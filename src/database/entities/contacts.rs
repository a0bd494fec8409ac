use chrono::{DateTime, Utc};
use sea_orm::entity::prelude::*;
use serde::{Deserialize, Serialize};
use utoipa::ToSchema;

/// Contact form submission. Written once, never updated.
#[derive(Clone, Debug, PartialEq, DeriveEntityModel, Serialize, Deserialize, ToSchema)]
#[sea_orm(table_name = "contacts")]
#[schema(as = ContactSubmission)]
pub struct Model {
    #[sea_orm(primary_key, auto_increment = false)]
    pub id: String,
    pub name: String,
    pub email: String,
    pub subject: String,
    #[sea_orm(column_type = "Text")]
    pub message: String,
    pub is_read: bool,
    pub created_at: DateTime<Utc>,
}

#[derive(Copy, Clone, Debug, EnumIter, DeriveRelation)]
pub enum Relation {}

impl ActiveModelBehavior for ActiveModel {}
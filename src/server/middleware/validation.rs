use axum::{
    async_trait,
    body::Bytes,
    extract::{FromRequest, FromRequestParts, Query, Request},
    http::request::Parts,
};
use serde_json::Value;
use std::collections::HashMap;
use tracing::debug;

use crate::errors::{ApiError, Rule, ValidationErrors};
use crate::schemas::{CreateSchema, QuerySchema};

/// JSON body read into a create schema.
///
/// Bodies that are not a JSON object are rejected as a single `body`
/// violation; otherwise every schema violation is reported together.
#[derive(Debug)]
pub struct ValidatedJson<T>(pub T);

#[async_trait]
impl<T, S> FromRequest<S> for ValidatedJson<T>
where
    T: CreateSchema + Send,
    S: Send + Sync,
{
    type Rejection = ApiError;

    async fn from_request(req: Request, state: &S) -> Result<Self, Self::Rejection> {
        let bytes = Bytes::from_request(req, state)
            .await
            .map_err(|err| malformed("body", err))?;

        let raw = match serde_json::from_slice::<Value>(&bytes) {
            Ok(Value::Object(raw)) => raw,
            Ok(_) => return Err(malformed("body", "expected a JSON object")),
            Err(err) => return Err(malformed("body", err)),
        };

        T::from_raw(&raw).map(ValidatedJson).map_err(|errors| {
            debug!("Rejected request body: {}", errors);
            ApiError::from(errors)
        })
    }
}

/// Query string read into a list-parameter schema.
#[derive(Debug)]
pub struct ValidatedQuery<T>(pub T);

#[async_trait]
impl<T, S> FromRequestParts<S> for ValidatedQuery<T>
where
    T: QuerySchema + Send,
    S: Send + Sync,
{
    type Rejection = ApiError;

    async fn from_request_parts(parts: &mut Parts, state: &S) -> Result<Self, Self::Rejection> {
        let Query(query) = Query::<HashMap<String, String>>::from_request_parts(parts, state)
            .await
            .map_err(|err| malformed("query", err))?;

        T::from_query(&query).map(ValidatedQuery).map_err(|errors| {
            debug!("Rejected query parameters: {}", errors);
            ApiError::from(errors)
        })
    }
}

fn malformed(field: &str, cause: impl std::fmt::Display) -> ApiError {
    debug!("Malformed {}: {}", field, cause);
    ApiError::from(ValidationErrors::single(field, Rule::MalformedBody))
}
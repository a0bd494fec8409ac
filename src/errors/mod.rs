//! Error types for the portfolio API
//!
//! # Error Categories
//!
//! - **ValidationErrors**: every schema rule a request broke, gathered in one pass
//! - **ApiError**: what a handler returns; maps onto 422 / 404 / 500 responses
//!
//! Mail relay failures live in
//! [`crate::services::notification::NotificationError`] and never become an
//! `ApiError`.

pub mod api_error;
pub mod validation;

pub use api_error::{ApiError, ApiErrorKind};
pub use validation::{FieldViolation, Rule, ValidationErrors};

/// Result type alias for handlers
pub type ApiResult<T> = Result<T, ApiError>;
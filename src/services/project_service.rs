use chrono::Utc;
use sea_orm::{ActiveModelTrait, DatabaseConnection, DbErr, Set};
use uuid::Uuid;

use super::query::ListQuery;
use crate::database::entities::projects::{self, Technologies};
use crate::schemas::{CreateProjectRequest, ProjectListParams};

#[derive(Clone)]
pub struct ProjectService {
    db: DatabaseConnection,
}

impl ProjectService {
    pub fn new(db: DatabaseConnection) -> Self {
        Self { db }
    }

    pub async fn list(&self, params: &ProjectListParams) -> Result<Vec<projects::Model>, DbErr> {
        ListQuery::projects(params)
            .build::<projects::Entity>()?
            .all(&self.db)
            .await
    }

    pub async fn create(&self, request: CreateProjectRequest) -> Result<projects::Model, DbErr> {
        let project = projects::ActiveModel {
            id: Set(Uuid::new_v4().to_string()),
            title: Set(request.title),
            description: Set(request.description),
            technologies: Set(Technologies(request.technologies)),
            category: Set(request.category),
            image: Set(request.image),
            github_url: Set(request.github_url),
            live_url: Set(request.live_url),
            featured: Set(request.featured),
            created_at: Set(Utc::now()),
        };

        project.insert(&self.db).await
    }
}
#[tokio::test]
async fn test_project_technologies_required() -> Result<()> {
    let app = setup_test_server().await?;

    let mut payload = json!({
        "title": "Portfolio Site",
        "description": "Personal site with blog and project gallery.",
        "technologies": [],
        "category": "Frontend"
    });

    let response = app.server.post("/api/projects").json(&payload).await;
    assert_eq!(response.status_code(), StatusCode::UNPROCESSABLE_ENTITY);
    let body: Value = response.json();
    assert_eq!(violation_fields(&body), vec!["technologies"]);

    payload["technologies"] = json!(["React"]);
    let response = app.server.post("/api/projects").json(&payload).await;
    assert_eq!(response.status_code(), StatusCode::OK);
    let project: Value = response.json();
    assert_eq!(project["technologies"], json!(["React"]));
    assert_eq!(project["featured"], false);

    Ok(())
}

#[tokio::test]
async fn test_project_filters() -> Result<()> {
    let app = setup_test_server().await?;

    for (title, category, featured) in [
        ("Storefront App", "Full Stack", true),
        ("Analytics Board", "Data Analysis", false),
        ("Landing Page", "Frontend", false),
    ] {
        let response = app
            .server
            .post("/api/projects")
            .json(&json!({
                "title": title,
                "description": "A project description long enough.",
                "technologies": ["Rust"],
                "category": category,
                "featured": featured
            }))
            .await;
        assert_eq!(response.status_code(), StatusCode::OK);
    }

    let all: Value = app
        .server
        .get("/api/projects")
        .add_query_param("category", "All")
        .await
        .json();
    let unfiltered: Value = app.server.get("/api/projects").await.json();
    assert_eq!(all["projects"].as_array().map(Vec::len), Some(3));
    assert_eq!(all, unfiltered);

    let featured: Value = app
        .server
        .get("/api/projects")
        .add_query_param("featured", true)
        .await
        .json();
    let featured = featured["projects"].as_array().cloned().unwrap_or_default();
    assert_eq!(featured.len(), 1);
    assert_eq!(featured[0]["title"], "Storefront App");

    let frontend: Value = app
        .server
        .get("/api/projects")
        .add_query_param("category", "Frontend")
        .add_query_param("featured", false)
        .await
        .json();
    assert_eq!(frontend["projects"].as_array().map(Vec::len), Some(1));

    let response = app
        .server
        .get("/api/projects")
        .add_query_param("featured", "maybe")
        .await;
    assert_eq!(response.status_code(), StatusCode::UNPROCESSABLE_ENTITY);

    Ok(())
}

#[tokio::test]
async fn test_cors_headers() -> Result<()> {
    let app = setup_test_server().await?;

    let response = app
        .server
        .get("/api/projects")
        .add_header(
            HeaderName::from_static("origin"),
            HeaderValue::from_static("http://localhost:3000"),
        )
        .await;

    assert_eq!(response.status_code(), StatusCode::OK);

    let headers = response.headers();
    assert_eq!(
        headers.get("access-control-allow-origin"),
        Some(&HeaderValue::from_static("http://localhost:3000"))
    );
    assert_eq!(
        headers.get("access-control-allow-credentials"),
        Some(&HeaderValue::from_static("true"))
    );

    Ok(())
}

#[tokio::test]
async fn test_openapi_document() -> Result<()> {
    let app = setup_test_server().await?;

    let response = app.server.get("/api-docs/openapi.json").await;
    assert_eq!(response.status_code(), StatusCode::OK);

    let doc: Value = response.json();
    assert!(doc["paths"]["/api/blog/{id}"].is_object());
    assert!(doc["paths"]["/api/contact"]["post"].is_object());

    Ok(())
}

※ ※ ※

What to produce: Where a line above includes "QuerySchema", copy that line.

Answer for the task:
use crate::schemas::{CreateSchema, QuerySchema};
    T: QuerySchema + Send,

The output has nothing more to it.